17/06/2026
¿Cómo cuidar tu cabello en invierno?
Durante el invierno, el aire frío y seco del exterior, la calefacción en interiores, la contaminación ambiental y el roce constante con accesorios de lana son una bomba de daño para el cabello. Estos factores pueden generar sequedad extrema, friz, electricidad estática y, en algunos casos, agravar afecciones del cuero cabelludo, como la dermatitis seborreica. Por ello, la Dra. Irene Araya, directora del Departamento de Dermatología de nuestro Hospital, entrega distintas estrategias de cuidado para nuestro cabello en invierno.
Más allá de una cuestión estética, el cuidado del cabello es fundamental para mantener la integridad física de la fibra capilar. Según explica la Dra. Araya, “La falta de humedad ambiental y el uso excesivo de fuentes de calor (secadores y planchas) aumentan la fragilidad del pelo, haciéndolo más propenso al quiebre. Además, la contaminación del área urbana deposita partículas que hacen que el cabello se perciba áspero, seco y sin brillo”.
En este sentido, como regla general, la dermatóloga recomienda construir una rutina enfocada en tres pilares fundamentales: Limpieza equilibrada, hidratación profunda y protección física. “El uso de acondicionadores y mascarillas es fundamental, ya que estos productos reducen la fricción, sellan la cutícula y minimizan la pérdida de agua, contrarrestando el efecto de pelo frisado”.
Cuando hablamos de limpieza equilibrada no se trata de no lavarse menos el pelo para prevenir la sequedad. Según la especialista, este es uno de los mitos más frecuentes durante esta época. Sin embargo, un cuero cabelludo limpio es fundamental para evitar “la acumulación de sebo oxidado, partículas contaminantes y escamas, lo que podría irritar la piel”. La Dra. Araya señala : “Se puede lavar el cabello diariamente siempre que se utilice un champú suave y bien formulado, preferiblemente con un pH cercano a 5.5 para no alterar la barrera natural del cuero cabelludo. Lo más importante en invierno es no descuidar el acondicionador en cada lavado, aplicándolo de medios a puntas para restaurar la suavidad y el brillo”.

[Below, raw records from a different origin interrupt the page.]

//! Cleartext access to keysets, secret material included.
//!
//! Anything read or written through this module bypasses the encryption
//! that [`KeysetHandle::write`] applies. Use it for tests, for key import
//! from trusted storage, or where the keyset is protected by other means.
//!
//! 对密钥集的明文访问，包括秘密材料。
//!
//! 通过此模块读写的任何内容都会绕过 [`KeysetHandle::write`] 所施加的加密。
//! 仅在测试、从可信存储导入密钥或密钥集已通过其他方式保护时使用。
use crate::error::{Error, Result};
use crate::keyset::io::{KeysetReader, KeysetWriter};
use crate::keyset::{Keyset, MonitoringAnnotations};
use crate::keyset_handle::KeysetHandle;

/// Reads a cleartext keyset.
///
/// 读取明文密钥集。
pub fn read<R>(reader: &mut R, annotations: MonitoringAnnotations) -> Result<KeysetHandle>
where
    R: KeysetReader + ?Sized,
{
    from_keyset(reader.read()?, annotations)
}

/// Writes the keyset in cleartext.
///
/// 以明文写出密钥集。
pub fn write<W>(handle: &KeysetHandle, writer: &mut W) -> Result<()>
where
    W: KeysetWriter + ?Sized,
{
    writer.write(handle.keyset())
}

/// Wraps an existing keyset in a handle.
///
/// 将现有密钥集包装在句柄中。
pub fn from_keyset(keyset: Keyset, annotations: MonitoringAnnotations) -> Result<KeysetHandle> {
    if keyset.keys.is_empty() {
        return Err(Error::InvalidKeyset("keyset is empty".to_string()));
    }
    Ok(KeysetHandle::from_keyset(keyset, annotations))
}

/// Returns the keyset held by `handle`.
pub fn keyset(handle: &KeysetHandle) -> &Keyset {
    handle.keyset()
}

/// Consumes `handle` and returns its keyset.
pub fn into_keyset(handle: KeysetHandle) -> Keyset {
    handle.into_keyset()
}

#[cfg(test)]
mod tests {
    use super::*;
    use crate::keyset::io::{BinaryKeysetReader, BinaryKeysetWriter};
    use crate::keyset::{KeyData, KeyEntry, KeyMaterialType, KeyStatus, OutputPrefixType};

    fn secret_keyset() -> Keyset {
        Keyset {
            primary_key_id: 3,
            keys: vec![KeyEntry {
                key_data: KeyData::new("test.Key", vec![7; 32], KeyMaterialType::Symmetric),
                status: KeyStatus::Enabled,
                key_id: 3,
                output_prefix_type: OutputPrefixType::Tink,
            }],
        }
    }

    #[test]
    fn test_cleartext_round_trip_keeps_material() {
        let handle = from_keyset(secret_keyset(), MonitoringAnnotations::new()).unwrap();
        let mut writer = BinaryKeysetWriter::new(Vec::new());
        write(&handle, &mut writer).unwrap();
        let bytes = writer.into_inner();

        let mut reader = BinaryKeysetReader::new(bytes.as_slice());
        let restored = read(&mut reader, MonitoringAnnotations::new()).unwrap();
        assert_eq!(keyset(&restored), &secret_keyset());
        assert_eq!(into_keyset(restored), secret_keyset());
    }

    #[test]
    fn test_empty_keyset_is_rejected() {
        assert!(from_keyset(Keyset::default(), MonitoringAnnotations::new()).is_err());
    }
}
//! Shared fixtures for app integration tests.

use std::sync::{Mutex, PoisonError};

use async_trait::async_trait;
use sessiongate_core::Role;
use sessiongate_transport::{
    CredentialReply, LogoutReply, SessionTransport, TransportError, UserRecord,
};
use tokio::sync::Notify;

/// Creates a deterministic wire user record.
#[allow(dead_code)]
pub fn fixture_record(id: &str, email: &str) -> UserRecord {
    UserRecord {
        id: id.to_string(),
        email: email.to_string(),
        name: "Ada".to_string(),
        role: Role::User,
        is_active: true,
        is_verified: true,
        created_on: Some(1_700_000_000_000),
    }
}

/// Creates a complete credential reply with the given token.
#[allow(dead_code)]
pub fn fixture_credential_reply(token: &str) -> CredentialReply {
    CredentialReply {
        access_token: Some(token.to_string()),
        user: Some(fixture_record("u1", "a@b.com")),
    }
}

/// Transport whose refresh parks until released, so tests can drive the
/// in-flight window deterministically.
#[allow(dead_code)]
pub struct HeldRefreshTransport {
    release: Notify,
    reply: Mutex<Option<Result<CredentialReply, TransportError>>>,
}

#[allow(dead_code)]
impl HeldRefreshTransport {
    /// Creates a held transport that eventually yields the given outcome.
    pub fn new(reply: Result<CredentialReply, TransportError>) -> Self {
        Self {
            release: Notify::new(),
            reply: Mutex::new(Some(reply)),
        }
    }

    /// Releases the parked refresh call.
    pub fn release(&self) {
        self.release.notify_one();
    }
}

#[async_trait]
impl SessionTransport for HeldRefreshTransport {
    async fn login(&self, _email: &str, _password: &str) -> Result<CredentialReply, TransportError> {
        Err(TransportError::Network("login not scripted".to_string()))
    }

    async fn logout(&self) -> Result<LogoutReply, TransportError> {
        Err(TransportError::Network("logout not scripted".to_string()))
    }

    async fn refresh(&self) -> Result<CredentialReply, TransportError> {
        self.release.notified().await;
        self.reply
            .lock()
            .unwrap_or_else(PoisonError::into_inner)
            .take()
            .unwrap_or_else(|| Err(TransportError::Network("reply consumed".to_string())))
    }
}
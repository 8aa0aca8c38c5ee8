use std::path::PathBuf;

fn main() {
    let manifest_dir = PathBuf::from(std::env::var("CARGO_MANIFEST_DIR").expect("manifest dir"));
    let version_path = manifest_dir
        .ancestors()
        .nth(2)
        .expect("workspace root")
        .join("VERSION");

    println!("cargo:rerun-if-changed={}", version_path.display());

    let version = std::fs::read_to_string(&version_path)
        .expect("read VERSION file")
        .trim()
        .to_string();
    assert!(!version.is_empty(), "VERSION file must not be empty");

    println!("cargo:rustc-env=SESSIONGATE_VERSION={version}");
}
#![warn(missing_docs)]
//! # sessiongate-guard
//!
//! ## Purpose
//! Implements the route guard and the authenticating gate: the policy that
//! decides, for any navigation into a protected area, whether to render,
//! wait, or redirect.
//!
//! ## Responsibilities
//! - Define the closed route enumeration and its path mapping.
//! - Sanitize redirect parameters against the closed set.
//! - Gate protected destinations behind resolved authentication status.
//! - Resolve the authenticating waiting destination once the store settles.
//! - Trigger logout on entry to the logout destination.
//!
//! ## Data flow
//! Navigation events produce [`GuardDecision`] values from session
//! snapshots; the authenticating gate subscribes to store updates and
//! emits the post-resolution destination.
//!
//! ## Ownership and lifetimes
//! The guard only reads session snapshots; all mutation flows through
//! `sessiongate-store`.
//!
//! ## Error model
//! The only guard error is a detached store subscription, which signals a
//! construction/wiring defect rather than a recoverable runtime condition.
//!
//! ## Security and privacy notes
//! Redirect parameters are coerced into the closed route set before any
//! navigation, so the redirect mechanism cannot be used to leave the
//! application or synthesize arbitrary internal paths.

use sessiongate_core::Session;
use sessiongate_store::{SessionStore, StoreError};
use thiserror::Error;
use tokio::sync::watch;
use url::form_urlencoded;

/// Query parameter carrying the originally requested destination.
pub const REDIRECT_PARAM: &str = "redirect";

/// Closed enumeration of application destinations.
#[derive(Debug, Clone, Copy, PartialEq, Eq)]
pub enum Route {
    /// Application root.
    Root,
    /// Login form destination.
    Login,
    /// Logout trigger destination.
    Logout,
    /// Waiting destination shown while authentication status resolves.
    Authenticating,
    /// Protected dashboard view.
    Dashboard,
    /// Protected profile view.
    Profile,
    /// Protected settings view.
    Settings,
}

impl Route {
    /// Returns the canonical path for this destination.
    pub fn as_path(&self) -> &'static str {
        match self {
            Route::Root => "/",
            Route::Login => "/login",
            Route::Logout => "/logout",
            Route::Authenticating => "/authenticating",
            Route::Dashboard => "/dashboard",
            Route::Profile => "/profile",
            Route::Settings => "/settings",
        }
    }

    /// Parses a path into a known destination.
    ///
    /// Returns `None` for anything outside the closed set.
    pub fn parse(path: &str) -> Option<Self> {
        match path {
            "/" => Some(Route::Root),
            "/login" => Some(Route::Login),
            "/logout" => Some(Route::Logout),
            "/authenticating" => Some(Route::Authenticating),
            "/dashboard" => Some(Route::Dashboard),
            "/profile" => Some(Route::Profile),
            "/settings" => Some(Route::Settings),
            _ => None,
        }
    }

    /// Returns `true` for destinations that require authentication.
    pub fn is_protected(&self) -> bool {
        matches!(self, Route::Dashboard | Route::Profile | Route::Settings)
    }
}

/// Coerces a decoded redirect value into the closed set.
///
/// # Semantics
/// Only known protected paths survive; everything else (unknown paths,
/// absolute URLs, traversal attempts, non-protected destinations) resolves
/// to the application root. This closes off open-redirect injection.
pub fn sanitize_redirect(raw: &str) -> Route {
    match Route::parse(raw) {
        Some(route) if route.is_protected() => route,
        _ => Route::Root,
    }
}

/// Extracts and sanitizes the redirect target from a raw query string.
///
/// A missing parameter resolves to the application root.
pub fn redirect_from_query(query: &str) -> Route {
    form_urlencoded::parse(query.as_bytes())
        .find(|(key, _)| key == REDIRECT_PARAM)
        .map(|(_, value)| sanitize_redirect(&value))
        .unwrap_or(Route::Root)
}

fn redirect_query(target: Route) -> String {
    form_urlencoded::Serializer::new(String::new())
        .append_pair(REDIRECT_PARAM, target.as_path())
        .finish()
}

/// Builds the authenticating waiting destination carrying the original
/// target.
pub fn authenticating_path(target: Route) -> String {
    format!(
        "{}?{}",
        Route::Authenticating.as_path(),
        redirect_query(target)
    )
}

/// Builds the login destination carrying the original target, so a later
/// successful login can resume the navigation intent.
pub fn login_path(target: Route) -> String {
    format!("{}?{}", Route::Login.as_path(), redirect_query(target))
}

/// Outcome of a synchronous entry check.
#[derive(Debug, Clone, PartialEq, Eq)]
pub enum GuardDecision {
    /// Render the requested destination.
    Render,
    /// Navigate to the carried path instead of rendering.
    Redirect(String),
}

/// Entry check for protected destinations.
///
/// Protected content is never rendered before authentication status is
/// known: an unauthenticated (or still unresolved) session redirects to
/// the authenticating destination with the original path encoded.
pub fn check_protected_entry(destination: Route, session: &Session) -> GuardDecision {
    if !destination.is_protected() || session.is_authenticated() {
        return GuardDecision::Render;
    }

    let target = authenticating_path(destination);
    tracing::debug!(destination = destination.as_path(), "deferring protected entry");
    GuardDecision::Redirect(target)
}

/// Entry check for the login destination.
///
/// An already-authenticated session is redirected to the root without
/// rendering the form, so back-navigation and stale links cannot re-show
/// the login form to a signed-in user.
pub fn check_login_entry(session: &Session) -> GuardDecision {
    if session.is_authenticated() {
        return GuardDecision::Redirect(Route::Root.as_path().to_string());
    }

    GuardDecision::Render
}

/// Resolves the authenticating waiting destination.
///
/// Performs no navigation while the session is unresolved; the instant it
/// resolves, yields the decoded original target on success or the login
/// destination carrying that same target on failure. No third destination
/// is reachable.
///
/// # Errors
/// Returns [`GuardError::StoreClosed`] when the store subscription is
/// detached: a wiring defect at construction time, not a runtime
/// condition to recover from.
pub async fn resolve_authenticating(
    mut updates: watch::Receiver<Session>,
    query: &str,
) -> Result<String, GuardError> {
    let target = redirect_from_query(query);

    let resolved = updates
        .wait_for(Session::is_resolved)
        .await
        .map_err(|_| GuardError::StoreClosed)?;
    let authenticated = resolved.is_authenticated();
    drop(resolved);

    let destination = if authenticated {
        target.as_path().to_string()
    } else {
        login_path(target)
    };
    tracing::debug!(%destination, authenticated, "authenticating gate resolved");
    Ok(destination)
}

/// Entry handler for the logout destination.
///
/// Unconditionally triggers the store's logout, independent of current
/// authentication status; logging out an already logged-out session is a
/// protocol-level no-op.
///
/// # Errors
/// Propagates [`StoreError`] so the caller can surface a message; the
/// store guarantees local state stayed consistent with the server either
/// way.
pub async fn on_logout_entry(store: &SessionStore) -> Result<(), StoreError> {
    store.logout().await
}

/// Guard layer error type.
#[derive(Debug, Error)]
pub enum GuardError {
    /// The session store subscription is detached. Fatal: indicates the
    /// guard was wired outside the store's lifetime.
    #[error("session store subscription is detached")]
    StoreClosed,
}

Otro problema frecuente durante el invierno es el friz y la electricidad estática provocada por el uso de gorros, bufandas y otros accesorios de lana o tejidos sintéticos. La dermatóloga explica que estos efectos son provocados por la carga negativa sobre la fibra capilar y la falta de humedad en el ambiente. Para reducir sus efectos, recomienda usar “accesorios con forros de seda o satén, o tejidos suaves como el algodón, que generan menos fricción. Además, el uso de productos que contengan siliconas (como dimeticona) o agentes de recubrimiento crea una película protectora que disipa la electricidad estática y mejora la manejabilidad. También es importante evitar salir a la calle con el cabello mojado, ya que el frío excesivo favorece el quiebre por manipulación”.
La caída del cabello también suele generar preocupación durante los meses de frío. No obstante, en la mayoría de los casos se trata de “una variación estacional normal del ciclo de crecimiento del folículo piloso”, indica la doctora. De todas maneras, es enfática al señalar que la alimentación es un factor importante en este ámbito y que si la caída se extiende por más de tres meses, es necesario consultar con un especialista. “Lo ideal es mantener una nutrición rica en hierro, zinc, vitamina D y proteínas, ya que sus déficits sí pueden debilitar el cabello. Si la caída es muy intensa, persiste por más de tres meses o se nota un gran cambio de densidad, como “pelones” en el cuero cabelludo, debe consultar a un dermatólogo”.
Finalmente, la especialista advierte que la contaminación ambiental propia del invierno también afecta la salud del cabello. Las partículas contaminantes tienden a adherirse a la superficie capilar y al cuero cabelludo, favoreciendo la sequedad, la opacidad y la irritación, además de agravar condiciones como la dermatitis seborreica. Frente a ello, destaca la importancia de mantener una higiene adecuada y utilizar productos que ayuden a proteger el cabello.
"Para combatir estos efectos, es esencial eliminar la mezcla de sebo y contaminación sin despojar al cabello de sus lípidos protectores. Además, el uso de productos con agentes antioxidantes o recubrimientos protectores puede ayudar a limitar la adhesión de nuevas partículas contaminantes", concluye la Dra. Araya.